PROBLEM DESCRIPTION
First find the line with "order is the" in the entries below, then set down exactly every line through the line with "pub fn append(&mut", that line included.

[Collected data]
⟨

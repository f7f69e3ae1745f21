//! The conversation transcript — an append-only, ordered message log.
//!
//! Two consumers read it: the agent loop, which sends the full log to the
//! model, and the rendering surface, which shows only the user-visible
//! subset. Entries are never removed or reordered; insertion order is the
//! conversation order.

use crate::types::{Message, Role};

/// Append-only conversation log.
///
/// The loop borrows the transcript mutably for the duration of one turn, so
/// exclusive write access during a turn is enforced by the borrow checker
/// rather than a lock.
#[derive(Clone, Debug, Default)]
pub struct Transcript {
    messages: Vec<Message>,
}

impl Transcript {
    /// Create an empty transcript.
    pub fn new() -> Self {
        Transcript {
            messages: Vec::new(),
        }
    }

    /// Append a message to the end of the log.
    pub fn append(&mut self, message: Message) {
        self.messages.push(message);
    }

    /// The full ordered log, thoughts included (model context).
    pub fn all(&self) -> &[Message] {
        &self.messages
    }

    /// Lazy view of the user-facing history: system, user, and assistant
    /// entries whose content does not carry the `Thought:` marker.
    pub fn visible_to_user(&self) -> impl Iterator<Item = &Message> {
        self.messages.iter().filter(|m| {
            matches!(m.role, Role::System | Role::User | Role::Assistant) && !m.is_thought()
        })
    }

    /// Number of entries in the full log.
    pub fn len(&self) -> usize {
        self.messages.len()
    }

    /// Whether the log is empty.
    pub fn is_empty(&self) -> bool {
        self.messages.is_empty()
    }
}

// ─────────────────────────────────────────────
// Tests
// ─────────────────────────────────────────────

#[cfg(test)]
mod tests {
    use super::*;

    fn sample() -> Transcript {
        let mut t = Transcript::new();
        t.append(Message::system("You are Daybot."));
        t.append(Message::user("add milk to my tasks"));
        t.append(Message::thought(
            "Thought: - I called add_task with args {\"title\":\"milk\"} and got back: ok.",
        ));
        t.append(Message::assistant("Added \"milk\" to your tasks."));
        t
    }

    #[test]
    fn test_append_preserves_order() {
        let t = sample();
        let roles: Vec<Role> = t.all().iter().map(|m| m.role).collect();
        assert_eq!(
            roles,
            vec![Role::System, Role::User, Role::Thought, Role::Assistant]
        );
    }

    #[test]
    fn test_all_includes_thoughts() {
        let t = sample();
        assert_eq!(t.all().len(), 4);
        assert!(t.all().iter().any(|m| m.is_thought()));
    }

    #[test]
    fn test_visible_to_user_hides_thoughts() {
        let t = sample();
        let visible: Vec<&Message> = t.visible_to_user().collect();
        assert_eq!(visible.len(), 3);
        assert!(visible.iter().all(|m| !m.is_thought()));
    }

    #[test]
    fn test_visible_to_user_hides_prefixed_assistant() {
        let mut t = sample();
        // A Thought: marker on an assistant entry still hides it.
        t.append(Message::assistant("Thought: internal note"));
        assert!(t
            .visible_to_user()
            .all(|m| !m.content.starts_with("Thought:")));
        assert_eq!(t.all().len(), 5);
    }

    #[test]
    fn test_len_and_empty() {
        let mut t = Transcript::new();
        assert!(t.is_empty());
        t.append(Message::user("hi"));
        assert_eq!(t.len(), 1);
        assert!(!t.is_empty());
    }
}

⟩

WORKED SOLUTION
//! subset. Entries are never removed or reordered; insertion order is the
//! conversation order.

use crate::types::{Message, Role};

/// Append-only conversation log.
///
/// The loop borrows the transcript mutably for the duration of one turn, so
/// exclusive write access during a turn is enforced by the borrow checker
/// rather than a lock.
#[derive(Clone, Debug, Default)]
pub struct Transcript {
    messages: Vec<Message>,
}

impl Transcript {
    /// Create an empty transcript.
    pub fn new() -> Self {
        Transcript {
            messages: Vec::new(),
        }
    }

    /// Append a message to the end of the log.
    pub fn append(&mut self, message: Message) {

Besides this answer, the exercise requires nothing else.